# Was anyone scared or hesitant to hold their hedgie?



## AnnabellasMomma (Oct 30, 2012)

Some times im okay with holding her but she is sassy cuz of quilling right now so i am depending on the fleece blanket. Does anyone have any tricks or stories?


----------



## direwolf (Oct 11, 2012)

I was a lot at first. Sometimes I still am, but more so hesitant than scared, especially when I first wake her up and she's a hissy diva. One thing that I almost always do is hold a mealworm near her when she is hissy or in a ball. She gets curious and unrolls, then starts to waddle towards my hand. I usually will pull back, making her walk a few steps before letting her have the mealworm then I carefully scoop her up while she is chewing. After that she is fine and begging for more mealies!


----------



## AnnabellasMomma (Oct 30, 2012)

Thats a really good idea i think i will try it! And yeah i learned the very hard way that if i wake her up she will make sure i pay the price


----------



## SquiggyTheHedgie (Jul 26, 2011)

Its intimidating the first few times of holding a hedgehog. Eventually though your hands get used to the feel of quills and its nothing anymore


----------



## BubblesTheHedgehog (Oct 26, 2012)

I can relate as I have only had Lola for one day and I am feeling hesistant to pick her up.
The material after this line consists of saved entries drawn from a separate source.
impl Setup {
    /// Empty setup holding the built-in models, device classes and the
    /// base netlist (`GND`, `ttlhigh`, `ttllow`).
    pub fn new(config: NetlistConfig) -> Result<Self> {
        let mut nl = Netlist::new(config);
        nl.models.register_library()?;
        let mut setup = Self {
            nl,
            factory: Factory::new()?,
            namespace: Vec::new(),
            lib: Vec::new(),
            sources: Vec::new(),
            defines: BTreeMap::new(),
            devices: Vec::new(),
            alias: HashMap::new(),
            param_values: HashMap::new(),
            links: Vec::new(),
            proxy_cnt: 0,
            frontier_cnt: 0,
        };
        setup.register_source(Source::Proc {
            name: "base".to_string(),
            proc: base_netlist,
        });
        setup.include("base")?;
        Ok(setup)
    }

    /// Setup with `text` registered as a source and netlist `name` included
    /// from it. An empty name includes the first netlist of the text.
    pub fn from_str(config: NetlistConfig, text: &str, name: &str) -> Result<Self> {
        let mut setup = Self::new(config)?;
        setup.register_source(Source::text("<string>", text));
        setup.include(name)?;
        Ok(setup)
    }

    pub fn netlist(&self) -> &Netlist {
        &self.nl
    }

    pub fn factory(&self) -> &Factory {
        &self.factory
    }

    pub fn factory_mut(&mut self) -> &mut Factory {
        &mut self.factory
    }

    pub fn links(&self) -> &[(String, String)] {
        &self.links
    }

    pub fn registered_devices(&self) -> &[(String, String)] {
        &self.devices
    }

    // ============ Namespaces and sources ============

    pub fn namespace_push(&mut self, name: &str) {
        let fqn = self.build_fqn(name);
        self.namespace.push(fqn);
    }

    pub fn namespace_pop(&mut self) {
        self.namespace.pop();
    }

    /// Prefix `name` with the current namespace.
    pub fn build_fqn(&self, name: &str) -> String {
        match self.namespace.last() {
            Some(ns) => format!("{}.{}", ns, name),
            None => name.to_string(),
        }
    }

    /// Make `name` usable as a device class that expands to the netlist of
    /// the same name.
    pub fn register_lib_entry(&mut self, name: &str) {
        if self.lib.iter().any(|l| l == name) {
            warn!(entry = name, "lib entry already registered");
            return;
        }
        self.lib.push(name.to_string());
    }

    pub fn is_lib_entry(&self, name: &str) -> bool {
        self.lib.iter().any(|l| l == name)
    }

    pub fn register_source(&mut self, source: Source) {
        if let Source::Text { origin, .. } = &source {
            let dup = self
                .sources
                .iter()
                .any(|s| matches!(s, Source::Text { origin: o, .. } if o == origin));
            if dup {
                return;
            }
        }
        self.sources.push(source);
    }

    /// Include netlist `name` from the first source providing it.
    pub fn include(&mut self, name: &str) -> Result<()> {
        let sources = self.sources.clone();
        for source in &sources {
            if source.parse(self, name)? {
                debug!(netlist = name, ?source, "included");
                return Ok(());
            }
        }
        Err(NetlistError::SourceNotFound {
            name: name.to_string(),
        })
    }

    /// Register `"NAME=VALUE"`, or `"NAME"` meaning `"NAME=1"`.
    pub fn register_define(&mut self, def: &str) {
        match def.split_once('=') {
            Some((k, v)) => self.defines.insert(k.trim().to_string(), v.trim().to_string()),
            None => self.defines.insert(def.trim().to_string(), "1".to_string()),
        };
    }

    pub fn defines(&self) -> &BTreeMap<String, String> {
        &self.defines
    }

    // ============ Registration ============

    /// Register a device instance, or expand a library entry in a
    /// namespace of that name.
    pub fn register_dev(&mut self, class: &str, name: &str) -> Result<()> {
        if self.is_lib_entry(class) {
            self.namespace_push(name);
            let r = self.include(class);
            self.namespace_pop();
            return r;
        }
        if self.factory.get(class).is_none() {
            return Err(NetlistError::UnknownDeviceClass {
                class: class.to_string(),
            });
        }
        let fqn = self.build_fqn(name);
        if self.devices.iter().any(|(n, _)| *n == fqn) {
            return Err(NetlistError::DuplicateDevice { name: fqn });
        }
        debug!(device = %fqn, class, "registered");
        self.devices.push((fqn, class.to_string()));
        Ok(())
    }

    pub fn register_model(&mut self, model: &str) -> Result<()> {
        self.nl.models.register(model)
    }

    pub fn register_alias(&mut self, alias: &str, target: &str) -> Result<()> {
        let alias = self.build_fqn(alias);
        let target = self.build_fqn(target);
        self.register_alias_nofqn(&alias, &target)
    }

    pub fn register_alias_nofqn(&mut self, alias: &str, target: &str) -> Result<()> {
        if self.alias.contains_key(alias) {
            return Err(NetlistError::DuplicateAlias {
                alias: alias.to_string(),
            });
        }
        self.alias.insert(alias.to_string(), target.to_string());
        Ok(())
    }

    /// Alias DIP package pin numbers to terminals. The list holds the
    /// terminals in pairs, left column top-down and right column bottom-up:
    /// pair `i` becomes pins `i+1` and `n-i`.
    pub fn register_dippins_arr(&mut self, pins: &[String]) -> Result<()> {
        let n = pins.len();
        if n == 0 || n % 2 != 0 {
            return Err(NetlistError::OddDipPins { count: n });
        }
        for i in 0..n / 2 {
            self.register_alias(&(i + 1).to_string(), &pins[i * 2])?;
            self.register_alias(&(n - i).to_string(), &pins[i * 2 + 1])?;
        }
        Ok(())
    }

    /// Value for a parameter of a device still to be instantiated.
    pub fn register_param(&mut self, param: &str, value: &str) {
        let fqn = self.build_fqn(param);
        if let Some(old) = self.param_values.insert(fqn.clone(), value.to_string()) {
            warn!(param = %fqn, old = %old, new = value, "overwriting parameter");
        }
    }

    pub fn register_param_f64(&mut self, param: &str, value: f64) {
        self.register_param(param, &value.to_string());
    }

    pub fn register_link(&mut self, a: &str, b: &str) {
        let a = self.build_fqn(a);
        let b = self.build_fqn(b);
        self.register_link_fqn(&a, &b);
    }

    pub fn register_link_fqn(&mut self, a: &str, b: &str) {
        self.links.push((a.to_string(), b.to_string()));
    }

    /// Link the first name with each of the others.
    pub fn register_link_arr(&mut self, list: &[String]) -> Result<()> {
        if list.len() < 2 {
            return Err(NetlistError::LinkTooShort { list: list.join(",") });
        }
        for other in &list[1..] {
            self.register_link(&list[0], other);
        }
        Ok(())
    }

    /// Drop every pending link touching `pin`.
    pub fn remove_connections(&mut self, pin: &str) -> Result<()> {
        let fqn = self.build_fqn(pin);
        let before = self.links.len();
        self.links.retain(|(a, b)| *a != fqn && *b != fqn);
        if self.links.len() == before {
            return Err(NetlistError::ConnectionNotFound { pin: fqn });
        }
        Ok(())
    }

    /// Split the analog net at `attach` with a frontier device: the
    /// original connections see `r_in` to ground, the attachment point is
    /// driven through `r_out`. The two sides end up in separate solver
    /// groups.
    pub fn register_frontier(&mut self, attach: &str, r_in: f64, r_out: f64) -> Result<()> {
        let attfn = self.build_fqn(attach);
        let name = format!("frontier_{}", self.frontier_cnt);
        self.frontier_cnt += 1;
        self.register_dev("FRONTIER_DEV", &name)?;
        self.register_param_f64(&format!("{}.RIN", name), r_in);
        self.register_param_f64(&format!("{}.ROUT", name), r_out);
        let fqn = self.build_fqn(&name);
        self.register_link_fqn(&format!("{}.G", fqn), "GND");

        let input = format!("{}.I", fqn);
        let mut found = false;
        for (a, b) in self.links.iter_mut() {
            if *a == attfn {
                *a = input.clone();
                found = true;
            } else if *b == attfn {
                *b = input.clone();
                found = true;
            }
        }
        if !found {
            return Err(NetlistError::FrontierNotFound { pin: attfn });
        }
        self.register_link(attach, &format!("{}.Q", name));
        Ok(())
    }

    /// Compile a truthtable and register it as a device class.
    pub fn register_truthtable(&mut self, desc: &TtDesc) -> Result<()> {
        self.factory.register_truthtable(desc)
    }

    /// Attach a `LOG` device recording the voltage of `terminal`.
    pub fn register_log(&mut self, terminal: &str) -> Result<()> {
        let dev = format!("log_{}", terminal);
        self.register_dev("LOG", &dev)?;
        self.register_link(&format!("{}.I", dev), terminal);
        Ok(())
    }

    // ============ Lookup ============

    /// Follow aliases until a name without one is reached.
    pub fn resolve_alias(&self, name: &str) -> String {
        let mut cur = name.to_string();
        // bounded so a cyclic alias chain cannot hang the resolver
        for _ in 0..=self.alias.len() {
            match self.alias.get(&cur) {
                Some(next) => cur = next.clone(),
                None => break,
            }
        }
        cur
    }

    /// Parameter of an instantiated device by (aliased) name.
    pub fn find_param(&self, name: &str) -> Result<ParamId> {
        let fqn = self.build_fqn(name);
        self.nl.find_param(&self.resolve_alias(&fqn))
    }

    // ============ Elaboration ============

    fn create_device(&mut self, name: &str, class: &str) -> Result<DeviceId> {
        let entry = self
            .factory
            .get(class)
            .cloned()
            .ok_or_else(|| NetlistError::UnknownDeviceClass {
                class: class.to_string(),
            })?;
        let id = self.nl.add_device(name, class)?;
        let model = {
            let mut b = DeviceBuilder::new(&mut self.nl, id, &self.param_values, &mut self.links, &mut self.alias);
            Factory::create(&entry, &mut b)?
        };
        self.nl.set_model(id, model);
        Ok(id)
    }

    /// Instantiate every registered device.
    pub fn start_devices(&mut self) -> Result<()> {
        let devices = self.devices.clone();
        for (name, class) in &devices {
            self.create_device(name, class)?;
        }
        info!(devices = devices.len(), "devices instantiated");
        Ok(())
    }

    /// Create the solver groups and bring the netlist to time zero.
    pub fn into_netlist(mut self) -> Result<Netlist> {
        self.nl.set_aliases(std::mem::take(&mut self.alias));
        crate::solver::post_start(&mut self.nl)?;
        self.nl.size_queue();
        self.nl.reset();
        info!(
            devices = self.nl.num_devices(),
            nets = self.nl.nets().count(),
            solvers = self.nl.num_solvers(),
            "netlist ready"
        );
        Ok(self.nl)
    }

    /// Run every elaboration phase.
    pub fn build(mut self) -> Result<Netlist> {
        self.start_devices()?;
        self.resolve_inputs()?;
        self.into_netlist()
    }
}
I don't like making her upset, but I know she needs to be socialized. She was so outgoing at the breeders house so I am just hoping she will open up to me.


----------



## AnnabellasMomma (Oct 30, 2012)

I am onday 4 now and still a lil hesitant  I know what you mean by not wanting to upset her! I know Annabelle needs her feet cleaned tonight but i also know it will upset her because i have tried a few times now. BUT earlier today i had a friend over who wanted to see her so she was moving around i lifted up the blankets she was a little hissy and got into the ball. I just grabbed her blanket and wrapped her in it and the ball slowly left! She was still gaurded but she left me hold her in the blanket and she was just sniffing around. May seem silly but it was a bonding moment i think If you have any questions im here to talk! I am a new hedgie owner too


----------



## moxieberry (Nov 30, 2011)

Anything that upsets them is better for them in the long run. If you walk on eggshells around them for fear of upsetting them or stressing them out, they'll never get used to regular day-to-day interaction and care like baths, nail clipping, and just plain being handled. "Manhandling" of a sort goes a long way toward properly socializing them. My best advice is to just get over it.


----------



## AnnabellasMomma (Oct 30, 2012)

I had to choice but to grt over it  as soon as he needed antibiotics ididnt care if he hates me because i know he needs to get better. With that said i do still use a blanket and when i need a better hold i will use a glove. Only with the meds though.


----------